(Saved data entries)
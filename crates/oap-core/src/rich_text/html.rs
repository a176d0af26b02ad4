//! A small tokenizer for the HTML subset the CMS emits in rich-text fields.

use std::sync::LazyLock;

use regex::{Captures, Regex};

static ATTRIBUTE: LazyLock<Regex> = LazyLock::new(|| {
    Regex::new(r#"([^\s=/>"']+)(?:\s*=\s*(?:"([^"]*)"|'([^']*)'|([^\s"'=<>`]+)))?"#)
        .expect("attribute pattern is valid")
});

static ENTITY: LazyLock<Regex> = LazyLock::new(|| {
    Regex::new(r"&(#[xX][0-9a-fA-F]+|#[0-9]+|[a-zA-Z]+);").expect("entity pattern is valid")
});

/// An opening (or self-closing) tag.
#[derive(Debug, Clone, PartialEq, Eq)]
pub struct Element {
    pub name: String,
    pub attributes: Vec<(String, String)>,
    pub self_closing: bool,
}

impl Element {
    pub fn attribute(&self, name: &str) -> Option<&str> {
        self.attributes
            .iter()
            .find(|(key, _)| key == name)
            .map(|(_, value)| value.as_str())
    }

    /// Serialize the tag back to HTML.
    pub fn to_html(&self) -> String {
        let mut html = format!("<{}", self.name);
        for (key, value) in &self.attributes {
            html.push_str(&format!(" {key}=\"{}\"", value.replace('"', "&quot;")));
        }
        html.push_str(if self.self_closing { " />" } else { ">" });
        html
    }
}

#[derive(Debug, Clone, PartialEq, Eq)]
pub enum Token {
    /// Text with entities already decoded.
    Text(String),
    Open(Element),
    Close(String),
    Comment(String),
}

const VOID_ELEMENTS: &[&str] = &[
    "area", "base", "br", "col", "embed", "hr", "img", "input", "link", "meta", "source", "track",
    "wbr",
];

/// Split `input` into tokens. Never fails: anything that does not look like a
/// tag is treated as text.
pub fn tokenize(input: &str) -> Vec<Token> {
    let mut tokens = Vec::new();
    let mut text = String::new();
    let mut rest = input;

    while let Some(lt) = rest.find('<') {
        text.push_str(&rest[..lt]);
        let candidate = &rest[lt..];

        if let Some(body) = candidate.strip_prefix("<!--") {
            let (comment, consumed) = match body.find("-->") {
                Some(end) => (&body[..end], 4 + end + 3),
                None => (body, candidate.len()),
            };
            flush_text(&mut text, &mut tokens);
            tokens.push(Token::Comment(comment.to_string()));
            rest = &candidate[consumed..];
            continue;
        }

        match parse_tag(candidate) {
            Some((token, consumed)) => {
                flush_text(&mut text, &mut tokens);
                if let Some(token) = token {
                    tokens.push(token);
                }
                rest = &candidate[consumed..];
            }
            None => {
                text.push('<');
                rest = &candidate[1..];
            }
        }
    }
    text.push_str(rest);
    flush_text(&mut text, &mut tokens);
    tokens
}

fn flush_text(text: &mut String, tokens: &mut Vec<Token>) {
    if !text.is_empty() {
        tokens.push(Token::Text(decode_entities(text)));
        text.clear();
    }
}

/// Parse a tag starting at `<`. Returns the token (if any) and bytes consumed.
fn parse_tag(candidate: &str) -> Option<(Option<Token>, usize)> {
    let end = tag_end(candidate)?;
    let inner = &candidate[1..end];
    let consumed = end + 1;

    if let Some(name) = inner.strip_prefix('/') {
        let name = name.trim().to_ascii_lowercase();
        if name.is_empty() || !name.starts_with(|c: char| c.is_ascii_alphabetic()) {
            return None;
        }
        return Some((Some(Token::Close(name)), consumed));
    }
    if inner.starts_with('!') || inner.starts_with('?') {
        // Doctype or processing instruction.
        return Some((None, consumed));
    }
    if !inner.starts_with(|c: char| c.is_ascii_alphabetic()) {
        return None;
    }

    let name_len = inner
        .find(|c: char| c.is_whitespace() || c == '/' || c == '>')
        .unwrap_or(inner.len());
    let name = inner[..name_len].to_ascii_lowercase();
    let trimmed = inner.trim_end();
    let explicit_self_close = trimmed.ends_with('/');
    let attr_source = trimmed[name_len..].trim_end_matches('/');

    let attributes = ATTRIBUTE
        .captures_iter(attr_source)
        .map(|caps| {
            let key = caps[1].to_ascii_lowercase();
            let value = caps
                .get(2)
                .or_else(|| caps.get(3))
                .or_else(|| caps.get(4))
                .map(|m| decode_entities(m.as_str()))
                .unwrap_or_default();
            (key, value)
        })
        .collect();

    let self_closing = explicit_self_close || VOID_ELEMENTS.contains(&name.as_str());
    Some((
        Some(Token::Open(Element {
            name,
            attributes,
            self_closing,
        })),
        consumed,
    ))
}

/// Index of the `>` closing the tag, skipping quoted attribute values.
fn tag_end(candidate: &str) -> Option<usize> {
    let mut quote: Option<char> = None;
    for (index, c) in candidate.char_indices().skip(1) {
        match (quote, c) {
            (Some(q), c) if c == q => quote = None,
            (Some(_), _) => {}
            (None, '"' | '\'') => quote = Some(c),
            (None, '>') => return Some(index),
            (None, '<') => return None,
            _ => {}
        }
    }
    None
}

/// Decode the named and numeric entities the CMS produces.
pub fn decode_entities(text: &str) -> String {
    if !text.contains('&') {
        return text.to_string();
    }
    ENTITY
        .replace_all(text, |caps: &Captures| {
            let entity = &caps[1];
            let decoded = if let Some(hex) = entity
                .strip_prefix("#x")
                .or_else(|| entity.strip_prefix("#X"))
            {
                u32::from_str_radix(hex, 16).ok().and_then(char::from_u32)
            } else if let Some(dec) = entity.strip_prefix('#') {
                dec.parse::<u32>().ok().and_then(char::from_u32)
            } else {
                match entity {
                    "amp" => Some('&'),
                    "lt" => Some('<'),
                    "gt" => Some('>'),
                    "quot" => Some('"'),
                    "apos" => Some('\''),
                    "nbsp" => Some('\u{a0}'),
                    _ => None,
                }
            };
            decoded
                .map(String::from)
                .unwrap_or_else(|| caps[0].to_string())
        })
        .into_owned()
}

/// Re-encode text for inclusion in HTML.
pub fn encode_text(text: &str) -> String {
    text.replace('&', "&amp;")
        .replace('<', "&lt;")
        .replace('>', "&gt;")
}

#[cfg(test)]
mod tests {
    use super::*;

    fn open(name: &str) -> Element {
        Element {
            name: name.to_string(),
            attributes: Vec::new(),
            self_closing: false,
        }
    }

    #[test]
    fn tokenizes_tags_text_and_comments() {
        let tokens = tokenize("<p>Hello <strong>world</strong></p><!--note-->");
        assert_eq!(
            tokens,
            vec![
                Token::Open(open("p")),
                Token::Text("Hello ".to_string()),
                Token::Open(open("strong")),
                Token::Text("world".to_string()),
                Token::Close("strong".to_string()),
                Token::Close("p".to_string()),
                Token::Comment("note".to_string()),
            ]
        );
    }

    #[test]
    fn parses_quoted_attributes() {
        let tokens = tokenize(
            r#"<p type="application/kenticocloud" data-rel='link' data-codename=abc></p>"#,
        );
        match &tokens[0] {
            Token::Open(element) => {
                assert_eq!(element.attribute("type"), Some("application/kenticocloud"));
                assert_eq!(element.attribute("data-rel"), Some("link"));
                assert_eq!(element.attribute("data-codename"), Some("abc"));
                assert!(!element.self_closing);
            }
            other => panic!("expected open tag, got {other:?}"),
        }
    }

    #[test]
    fn void_and_self_closing_elements() {
        let tokens = tokenize("a<br>b<img src=\"x.png\" />");
        assert!(matches!(&tokens[1], Token::Open(e) if e.name == "br" && e.self_closing));
        assert!(matches!(&tokens[3], Token::Open(e) if e.name == "img" && e.self_closing));
    }

    #[test]
    fn stray_angle_brackets_are_text() {
        let tokens = tokenize("1 < 2 and 3 > 2");
        assert_eq!(tokens, vec![Token::Text("1 < 2 and 3 > 2".to_string())]);
    }

    #[test]
    fn decodes_entities() {
        assert_eq!(decode_entities("a &amp; b &lt;c&gt; &#39;d&#x27;"), "a & b <c> 'd'");
        assert_eq!(decode_entities("&unknown;"), "&unknown;");
    }
}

WHAT IS NEEDED ->
Please reproduce, exactly as they appear above, the lines from the line containing "const VOID_ELEMENTS: &[&str]" up to and including the line containing "pub fn tokenize(input: &str)".

WRITTEN SOLUTION ->
const VOID_ELEMENTS: &[&str] = &[
    "area", "base", "br", "col", "embed", "hr", "img", "input", "link", "meta", "source", "track",
    "wbr",
];

/// Split `input` into tokens. Never fails: anything that does not look like a
/// tag is treated as text.
pub fn tokenize(input: &str) -> Vec<Token> {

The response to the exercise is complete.